### WHAT THE EXERCISE ASKS
Across the listing, how many lines contain "feature"? The reply is the number alone.
== == ==
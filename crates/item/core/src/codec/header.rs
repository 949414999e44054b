//! Flags word and location block shared by every generation.
use bitflags::bitflags;

bitflags! {
    /// 32-bit flags word following the marker.
    ///
    /// Bits without a name are preserved verbatim.
    #[derive(Clone, Copy, Debug, PartialEq, Eq, Hash, Default)]
    #[cfg_attr(feature = "serde", derive(serde::Serialize, serde::Deserialize))]
    #[cfg_attr(feature = "serde", serde(transparent))]
    pub struct ItemFlags: u32 {
        const IDENTIFIED   = 1 << 4;
        const SOCKETED     = 1 << 11;
        const NEW          = 1 << 13;
        const EAR          = 1 << 16;
        const STARTER      = 1 << 17;
        const SIMPLE       = 1 << 21;
        const ETHEREAL     = 1 << 22;
        /// Set on every record the game writes.
        const CONSTANT     = 1 << 23;
        const PERSONALIZED = 1 << 24;
        const RUNEWORD     = 1 << 26;

        const _ = !0;
    }
}

/// Location block as stored: primary 3, slot 4, x 4, y 4, page 3.
#[derive(Clone, Copy, Debug, Default, PartialEq, Eq, Hash)]
#[cfg_attr(feature = "serde", derive(serde::Serialize, serde::Deserialize))]
pub struct RawLocation {
    pub primary: u8,
    pub slot: u8,
    pub x: u8,
    pub y: u8,
    pub page: u8,
}

impl RawLocation {
    pub const WIDTH: u32 = 18;

    pub const fn from_bits(bits: u32) -> Self {
        Self {
            primary: (bits & 0x7) as u8,
            slot: ((bits >> 3) & 0xF) as u8,
            x: ((bits >> 7) & 0xF) as u8,
            y: ((bits >> 11) & 0xF) as u8,
            page: ((bits >> 15) & 0x7) as u8,
        }
    }

    pub const fn to_bits(&self) -> u32 {
        (self.primary as u32 & 0x7)
            | (self.slot as u32 & 0xF) << 3
            | (self.x as u32 & 0xF) << 7
            | (self.y as u32 & 0xF) << 11
            | (self.page as u32 & 0x7) << 15
    }
}
use std::fs;

use item_content::{AffixLoader, CatalogueFile, ConfigLoader, ContentFactory, TypeLoader};
use tempfile::TempDir;

const TYPES: &str = r#"(
    types: [
        (code: "lsd", name: "Long Sword", flags: "WEAPON", width: 2, height: 3),
        (code: "r01", name: "El Rune", flags: "RUNE | SOCKETABLE | SIMPLE", width: 1, height: 1),
        (code: "gcv", name: "Chipped Amethyst", flags: "GEM | SOCKETABLE | SIMPLE", width: 1, height: 1),
    ],
)"#;

fn data_dir(types: &str, affixes: &str) -> TempDir {
    let dir = TempDir::new().expect("temp dir should be created");
    fs::write(dir.path().join("types.ron"), types).expect("types.ron should be written");
    fs::write(dir.path().join("affixes.ron"), affixes).expect("affixes.ron should be written");
    dir
}

#[test]
fn test_missing_files_name_the_path() {
    let dir = TempDir::new().expect("temp dir should be created");
    let factory = ContentFactory::new(dir.path());

    let err = factory.load_config().unwrap_err();
    let message = err.to_string();
    assert!(message.starts_with("Failed to read engine config"));
    assert!(message.contains(CatalogueFile::Config.file_name()));
    let io = err.downcast_ref::<std::io::Error>().expect("I/O cause should be kept");
    assert_eq!(io.kind(), std::io::ErrorKind::NotFound);

    let message = factory.load_catalogue().unwrap_err().to_string();
    assert!(message.starts_with("Failed to read item type catalog"));
    assert!(message.contains("types.ron"));
}

#[test]
fn test_malformed_files_report_the_format() {
    let dir = TempDir::new().expect("temp dir should be created");
    let types = dir.path().join("types.ron");
    let affixes = dir.path().join("affixes.ron");
    let config = dir.path().join("config.toml");
    fs::write(&types, "(types: [(code: 12)])").expect("write");
    fs::write(&affixes, "stats: oops").expect("write");
    fs::write(&config, "inventory = 3").expect("write");

    let err = TypeLoader::load(&types).unwrap_err().to_string();
    assert!(err.contains("item type catalog RON"));
    let err = AffixLoader::load(&affixes).unwrap_err().to_string();
    assert!(err.contains("affix catalog RON"));
    let err = ConfigLoader::load(&config).unwrap_err().to_string();
    assert!(err.contains("config TOML"));
}

#[test]
fn test_invalid_type_codes_are_rejected() {
    let err = TypeLoader::parse(r#"(types: [(code: "long-sword", name: "Long Sword")])"#)
        .unwrap_err()
        .to_string();
    assert!(err.contains("invalid item code"));
}

#[test]
fn test_runewords_must_spell_runes() {
    let dir = data_dir(
        TYPES,
        r#"(
            stats: [(id: 19, name: "tohit", save_bits: 10)],
            runewords: [(id: 1, name: "Glitter", runes: ["r01", "gcv"], applies_to: "WEAPON")],
        )"#,
    );

    let err = ContentFactory::new(dir.path())
        .load_catalogue()
        .unwrap_err()
        .to_string();
    assert!(err.contains("Glitter"));
    assert!(err.contains("gcv"));
}

#[test]
fn test_set_items_need_a_known_base() {
    let dir = data_dir(
        TYPES,
        r#"(
            stats: [(id: 31, name: "armorclass", save_bits: 11, save_add: 10)],
            set_items: [(id: 1, name: "Sigon's Visor", code: "ghm", mods: [(stat: 31, min: 25, max: 25)])],
        )"#,
    );

    let err = ContentFactory::new(dir.path())
        .load_catalogue()
        .unwrap_err()
        .to_string();
    assert!(err.contains("unknown type 'ghm'"));
}

#[test]
fn test_socket_bonuses_need_known_stats() {
    let types = r#"(types: [(
        code: "gcv", name: "Chipped Amethyst", flags: "GEM | SOCKETABLE | SIMPLE", width: 1, height: 1,
        socket_mods: (weapon: [(stat: 19, min: 40, max: 40)]),
    )])"#;
    let dir = data_dir(types, "()");

    let err = ContentFactory::new(dir.path())
        .load_catalogue()
        .unwrap_err()
        .to_string();
    assert!(err.contains("unknown stat 19"));
}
== == ==
### REPLY TO THE EXERCISE
3